**Problem description**:
Within the listing, each line that has the string "CrudService" should be copied.
####
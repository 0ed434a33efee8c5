use campus_core::record::{field_eq, text_contains};
use campus_core::RecordFilter;
use serde::Deserialize;

use super::{AdmissionApplication, AdmissionStatus};

#[derive(Debug, Clone, Default, Deserialize)]
#[serde(rename_all = "camelCase")]
pub struct AdmissionFilter {
    pub school_id: Option<String>,
    pub status: Option<AdmissionStatus>,
    pub desired_class: Option<String>,
    /// Substring of the applicant's name.
    pub search: Option<String>,
}

impl RecordFilter<AdmissionApplication> for AdmissionFilter {
    fn matches(&self, a: &AdmissionApplication) -> bool {
        field_eq(self.school_id.as_deref(), &a.school_id)
            && field_eq(self.desired_class.as_deref(), &a.desired_class)
            && self.status.map_or(true, |s| s == a.status)
            && text_contains(self.search.as_deref(), &a.applicant_name)
    }
}
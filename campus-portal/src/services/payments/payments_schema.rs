use campus_core::{merge_fields, Record};
use chrono::{DateTime, NaiveDate, Utc};
use serde::{Deserialize, Serialize};

#[derive(Debug, Clone, Copy, PartialEq, Eq, Hash, Default, Serialize, Deserialize)]
#[serde(rename_all = "snake_case")]
pub enum PaymentStatus {
    #[default]
    Pending,
    Completed,
    Failed,
    Overdue,
}

impl PaymentStatus {
    /// Money still owed.
    pub fn is_outstanding(&self) -> bool {
        matches!(self, PaymentStatus::Pending | PaymentStatus::Overdue | PaymentStatus::Failed)
    }
}

/// A fee owed by one student. Amounts are in minor currency units.
#[derive(Debug, Clone, PartialEq, Serialize, Deserialize)]
#[serde(rename_all = "camelCase")]
pub struct Payment {
    pub id: String,
    pub student_id: String,
    pub school_id: String,
    pub payment_type_id: String,
    pub description: String,
    pub amount: u64,
    pub due_date: NaiveDate,
    pub status: PaymentStatus,
    pub paid_date: Option<DateTime<Utc>>,
    pub reference: Option<String>,
    pub created_at: DateTime<Utc>,
}

#[derive(Debug, Clone, Serialize, Deserialize)]
#[serde(rename_all = "camelCase")]
pub struct PaymentDraft {
    pub student_id: String,
    pub school_id: String,
    pub payment_type_id: String,
    #[serde(default)]
    pub description: String,
    pub amount: u64,
    pub due_date: NaiveDate,
    #[serde(default)]
    pub status: PaymentStatus,
}

#[derive(Debug, Clone, Default, Serialize, Deserialize)]
#[serde(rename_all = "camelCase")]
pub struct PaymentPatch {
    pub description: Option<String>,
    pub amount: Option<u64>,
    pub due_date: Option<NaiveDate>,
    pub status: Option<PaymentStatus>,
    pub paid_date: Option<DateTime<Utc>>,
    pub reference: Option<String>,
}

impl PaymentPatch {
    pub fn completed(paid_date: DateTime<Utc>, reference: String) -> Self {
        Self {
            status: Some(PaymentStatus::Completed),
            paid_date: Some(paid_date),
            reference: Some(reference),
            ..Default::default()
        }
    }
}

impl Record for Payment {
    type Draft = PaymentDraft;
    type Patch = PaymentPatch;

    const PREFIX: &'static str = "payment";
    const LABEL: &'static str = "Payment";

    fn id(&self) -> &str {
        &self.id
    }

    fn from_draft(id: String, created_at: DateTime<Utc>, draft: PaymentDraft) -> Self {
        Self {
            id,
            student_id: draft.student_id,
            school_id: draft.school_id,
            payment_type_id: draft.payment_type_id,
            description: draft.description,
            amount: draft.amount,
            due_date: draft.due_date,
            status: draft.status,
            paid_date: None,
            reference: None,
            created_at,
        }
    }

    fn apply(&mut self, patch: PaymentPatch) {
        merge_fields!(self => patch; description, amount, due_date, status);
        if let Some(paid_date) = patch.paid_date {
            self.paid_date = Some(paid_date);
        }
        if let Some(reference) = patch.reference {
            self.reference = Some(reference);
        }
    }
}

#[derive(Debug, Clone, Copy, PartialEq, Eq, Hash, Serialize, Deserialize)]
#[serde(rename_all = "snake_case")]
pub enum PaymentFrequency {
    OneTime,
    Termly,
    Annually,
}

/// A fee a school charges, e.g. tuition or bus fare.
#[derive(Debug, Clone, PartialEq, Serialize, Deserialize)]
#[serde(rename_all = "camelCase")]
pub struct PaymentType {
    pub id: String,
    pub school_id: String,
    pub name: String,
    pub amount: u64,
    pub frequency: PaymentFrequency,
    pub applicable_classes: Vec<String>,
    pub mandatory: bool,
    pub created_at: DateTime<Utc>,
}

#[derive(Debug, Clone, Serialize, Deserialize)]
#[serde(rename_all = "camelCase")]
pub struct PaymentTypeDraft {
    pub school_id: String,
    pub name: String,
    pub amount: u64,
    pub frequency: PaymentFrequency,
    #[serde(default)]
    pub applicable_classes: Vec<String>,
    #[serde(default)]
    pub mandatory: bool,
}

#[derive(Debug, Clone, Default, Serialize, Deserialize)]
#[serde(rename_all = "camelCase")]
pub struct PaymentTypePatch {
    pub name: Option<String>,
    pub amount: Option<u64>,
    pub frequency: Option<PaymentFrequency>,
    pub applicable_classes: Option<Vec<String>>,
    pub mandatory: Option<bool>,
}

impl Record for PaymentType {
    type Draft = PaymentTypeDraft;
    type Patch = PaymentTypePatch;

    const PREFIX: &'static str = "payment_type";
    const LABEL: &'static str = "Payment type";

    fn id(&self) -> &str {
        &self.id
    }

    fn from_draft(id: String, created_at: DateTime<Utc>, draft: PaymentTypeDraft) -> Self {
        Self {
            id,
            school_id: draft.school_id,
            name: draft.name,
            amount: draft.amount,
            frequency: draft.frequency,
            applicable_classes: draft.applicable_classes,
            mandatory: draft.mandatory,
            created_at,
        }
    }

    fn apply(&mut self, patch: PaymentTypePatch) {
        merge_fields!(self => patch; name, amount, frequency, applicable_classes, mandatory);
    }
}

/// Totals for one student's fees.
#[derive(Debug, Clone, Default, PartialEq, Eq, Serialize, Deserialize)]
#[serde(rename_all = "camelCase")]
pub struct PaymentSummary {
    pub student_id: String,
    pub total_paid: u64,
    pub total_outstanding: u64,
    pub completed_count: usize,
    pub outstanding_count: usize,
}

impl PaymentSummary {
    pub fn from_payments(student_id: &str, payments: &[Payment]) -> Self {
        let mut summary = Self {
            student_id: student_id.to_string(),
            ..Default::default()
        };

        for payment in payments {
            if payment.status == PaymentStatus::Completed {
                summary.total_paid = summary.total_paid.saturating_add(payment.amount);
                summary.completed_count += 1;
            } else if payment.status.is_outstanding() {
                summary.total_outstanding = summary.total_outstanding.saturating_add(payment.amount);
                summary.outstanding_count += 1;
            }
        }

        summary
    }
}
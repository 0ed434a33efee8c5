use std::sync::Arc;

use anyhow::Result;
use campus_core::{CrudService, Envelope, Latency, OperationWeight, Repository, ServiceMethodKind};

use super::{AdmissionApplication, AdmissionDraft, AdmissionFilter, AdmissionPatch, AdmissionStatus};

pub struct AdmissionsService {
    crud: CrudService<AdmissionApplication>,
}

impl AdmissionsService {
    pub fn new(repo: Arc<dyn Repository<AdmissionApplication>>, latency: Latency) -> Self {
        Self {
            crud: CrudService::new("admissions", repo, latency),
        }
    }

    /// File a new application. No validation happens here.
    pub async fn submit(&self, draft: AdmissionDraft) -> Result<Envelope<AdmissionApplication>> {
        Ok(self
            .crud
            .create_weighted(draft, OperationWeight::Transfer)
            .await?
            .with_message("Application submitted successfully"))
    }

    pub async fn list(&self, filter: &AdmissionFilter) -> Result<Envelope<Vec<AdmissionApplication>>> {
        self.crud.list(filter).await
    }

    pub async fn get(&self, id: &str) -> Result<Envelope<AdmissionApplication>> {
        self.crud.get(id).await
    }

    pub async fn update(&self, id: &str, patch: AdmissionPatch) -> Result<Envelope<AdmissionApplication>> {
        self.crud.update(id, patch).await
    }

    /// Move an application through review. `notes` replaces any earlier note.
    pub async fn update_status(
        &self,
        id: &str,
        status: AdmissionStatus,
        notes: Option<String>,
    ) -> Result<Envelope<AdmissionApplication>> {
        let repo = self.crud.repository();
        let patch = AdmissionPatch {
            status: Some(status),
            notes,
            ..Default::default()
        };

        let env = self
            .crud
            .call(
                ServiceMethodKind::Custom("updateAdmissionStatus"),
                OperationWeight::Standard,
                repo.patch(id, patch),
            )
            .await?;
        Ok(env.with_message("Application status updated"))
    }

    pub async fn withdraw(&self, id: &str) -> Result<Envelope<()>> {
        Ok(self
            .crud
            .delete(id)
            .await?
            .with_message("Application withdrawn"))
    }
}
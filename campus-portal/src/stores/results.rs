use crate::services::results::{
    ExamResult, ResultDraft, ResultFilter, ResultPatch, ResultsService, Term,
};

use super::domain_store;

domain_store!(ResultStore, ResultsService, ExamResult, "results");

impl ResultStore {
    pub async fn fetch_results(&self, filter: &ResultFilter) -> bool {
        self.store.fetch(self.service.list(filter)).await
    }

    pub async fn fetch_student_results(&self, student_id: &str) -> bool {
        self.fetch_results(&ResultFilter::for_student(student_id)).await
    }

    pub async fn fetch_class_results(&self, class_id: &str) -> bool {
        self.fetch_results(&ResultFilter::for_class(class_id)).await
    }

    pub async fn record_result(&self, draft: ResultDraft) -> Option<ExamResult> {
        self.store.create(self.service.create(draft)).await
    }

    pub async fn update_result(&self, id: &str, patch: ResultPatch) -> Option<ExamResult> {
        self.store.update(self.service.update(id, patch)).await
    }

    /// New score with its matching grade.
    pub async fn rescore_result(&self, id: &str, score: f64, max_score: f64) -> Option<ExamResult> {
        self.update_result(id, ResultPatch::rescore(score, max_score)).await
    }

    pub async fn publish_class_results(&self, class_id: &str, term: Term) -> Option<Vec<ExamResult>> {
        self.store
            .update_many(self.service.publish_for_class(class_id, term))
            .await
    }

    pub async fn delete_result(&self, id: &str) -> bool {
        self.store.remove(id, self.service.delete(id)).await
    }
}
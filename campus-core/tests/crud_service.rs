mod support;

use std::sync::Arc;
use std::time::Duration;

use campus_core::{CrudService, ErrorKind, Latency, OperationWeight, PortalError, Repository};

use support::{draft, note, service_with, BrokenRepository, Note, NoteFilter, NotePatch};

#[tokio::test]
async fn create_appends_with_fresh_prefixed_id() {
    let svc = service_with(vec![note("note_1", "c1", "Existing")]);

    let first = svc.create(draft("c1", "Algebra")).await.unwrap();
    let second = svc.create(draft("c1", "Geometry")).await.unwrap();

    assert!(first.is_success());
    let a = first.into_data().unwrap();
    let b = second.into_data().unwrap();
    assert!(a.id.starts_with("note_"));
    assert_ne!(a.id, b.id);
    assert_ne!(a.id, "note_1");

    let all = svc.list(&()).await.unwrap().into_data().unwrap();
    let ids: Vec<_> = all.iter().map(|n| n.id.as_str()).collect();
    assert_eq!(ids, vec!["note_1", a.id.as_str(), b.id.as_str()]);
}

#[tokio::test(start_paused = true)]
async fn concurrent_creates_never_share_an_id() {
    let svc = CrudService::<Note>::new(
        "notes",
        Arc::new(campus_core::MemoryRepository::new()),
        Latency::default(),
    );

    let created = futures::future::join_all((0..20).map(|i| svc.create(draft("c1", &format!("n{i}"))))).await;
    let mut ids: Vec<_> = created
        .into_iter()
        .map(|env| env.unwrap().into_data().unwrap().id)
        .collect();
    ids.sort();
    ids.dedup();
    assert_eq!(ids.len(), 20);
    assert_eq!(svc.repository().count().await.unwrap(), 20);
}

#[tokio::test]
async fn update_merges_only_given_fields() {
    let svc = service_with(vec![note("note_1", "c1", "Old title")]);

    let env = svc
        .update(
            "note_1",
            NotePatch {
                body: Some("new body".into()),
                ..Default::default()
            },
        )
        .await
        .unwrap();

    let updated = env.into_data().unwrap();
    assert_eq!(updated.title, "Old title");
    assert_eq!(updated.body, "new body");
    assert_eq!(updated.class_id, "c1");

    let again = svc
        .update(
            "note_1",
            NotePatch {
                body: Some("new body".into()),
                ..Default::default()
            },
        )
        .await
        .unwrap()
        .into_data()
        .unwrap();
    assert_eq!(again, updated);
}

#[tokio::test]
async fn missing_ids_fail_without_touching_the_collection() {
    let svc = service_with(vec![note("note_1", "c1", "Keep me")]);
    let before: Vec<Note> = svc.list(&()).await.unwrap().into_data().unwrap();

    let upd = svc
        .update("note_404", NotePatch { title: Some("x".into()), body: None })
        .await
        .unwrap();
    assert!(!upd.is_success());
    assert_eq!(upd.error(), Some("Note not found"));
    assert_eq!(upd.error_kind(), Some(ErrorKind::NotFound));

    let del = svc.delete("note_404").await.unwrap();
    assert_eq!(del.error(), Some("Note not found"));

    let after: Vec<Note> = svc.list(&()).await.unwrap().into_data().unwrap();
    assert_eq!(before, after);
}

#[tokio::test]
async fn double_delete_reports_not_found_the_second_time() {
    let svc = service_with(vec![note("note_1", "c1", "a"), note("note_2", "c1", "b")]);

    assert!(svc.delete("note_1").await.unwrap().is_success());
    let second = svc.delete("note_1").await.unwrap();
    assert!(!second.is_success());
    assert_eq!(second.error(), Some("Note not found"));

    assert_eq!(svc.repository().count().await.unwrap(), 1);
}

#[tokio::test]
async fn list_filters_by_equality_containment_and_search() {
    let mut tagged = note("note_3", "c2", "Chemistry lab");
    tagged.tags = vec!["lab".into(), "science".into()];
    let svc = service_with(vec![
        note("note_1", "c1", "Algebra"),
        note("note_2", "c1", "Biology"),
        tagged,
    ]);

    let by_class = svc
        .list(&NoteFilter { class_id: Some("c1".into()), ..Default::default() })
        .await
        .unwrap()
        .into_data()
        .unwrap();
    assert_eq!(by_class.len(), 2);
    assert!(by_class.iter().all(|n| n.class_id == "c1"));

    let by_tag = svc
        .list(&NoteFilter { tag: Some("science".into()), ..Default::default() })
        .await
        .unwrap()
        .into_data()
        .unwrap();
    assert_eq!(by_tag.len(), 1);
    assert_eq!(by_tag[0].id, "note_3");

    let by_text = svc
        .list(&NoteFilter { search: Some("bio".into()), ..Default::default() })
        .await
        .unwrap()
        .into_data()
        .unwrap();
    assert_eq!(by_text[0].id, "note_2");

    let everything = svc.list(&NoteFilter::default()).await.unwrap().into_data().unwrap();
    assert_eq!(everything.len(), 3);
}

#[tokio::test]
async fn backend_failures_are_errors_not_envelopes() {
    let svc: CrudService<Note> = CrudService::new("notes", Arc::new(BrokenRepository), Latency::none());

    let err = svc.list(&()).await.unwrap_err();
    assert_eq!(err.to_string(), "connection reset");

    // not overridden by the broken backend
    let err = svc.get("note_1").await.unwrap_err();
    let portal = PortalError::from_anyhow(&err).unwrap();
    assert_eq!(portal.kind, ErrorKind::NotImplemented);
}

#[tokio::test(start_paused = true)]
async fn every_operation_waits_for_its_weight() {
    let latency = Latency::default()
        .with_weight(OperationWeight::Light, Duration::from_millis(500))
        .with_weight(OperationWeight::Standard, Duration::from_millis(1000))
        .with_weight(OperationWeight::Transfer, Duration::from_millis(2000));
    let svc: CrudService<Note> = CrudService::new(
        "notes",
        Arc::new(campus_core::MemoryRepository::new()),
        latency,
    );

    let start = tokio::time::Instant::now();
    svc.list(&()).await.unwrap();
    assert!(start.elapsed() >= Duration::from_millis(500));

    let start = tokio::time::Instant::now();
    svc.create(draft("c1", "x")).await.unwrap();
    assert!(start.elapsed() >= Duration::from_millis(1000));

    let start = tokio::time::Instant::now();
    svc.create_weighted(draft("c1", "y"), OperationWeight::Transfer)
        .await
        .unwrap();
    assert!(start.elapsed() >= Duration::from_millis(2000));
}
####
**Answer box**:
use campus_core::{CrudService, Envelope, Latency, OperationWeight, Repository, ServiceMethodKind};
    crud: CrudService<AdmissionApplication>,
            crud: CrudService::new("admissions", repo, latency),
use campus_core::{CrudService, ErrorKind, Latency, OperationWeight, PortalError, Repository};
    let svc = CrudService::<Note>::new(
    let svc: CrudService<Note> = CrudService::new("notes", Arc::new(BrokenRepository), Latency::none());
    let svc: CrudService<Note> = CrudService::new(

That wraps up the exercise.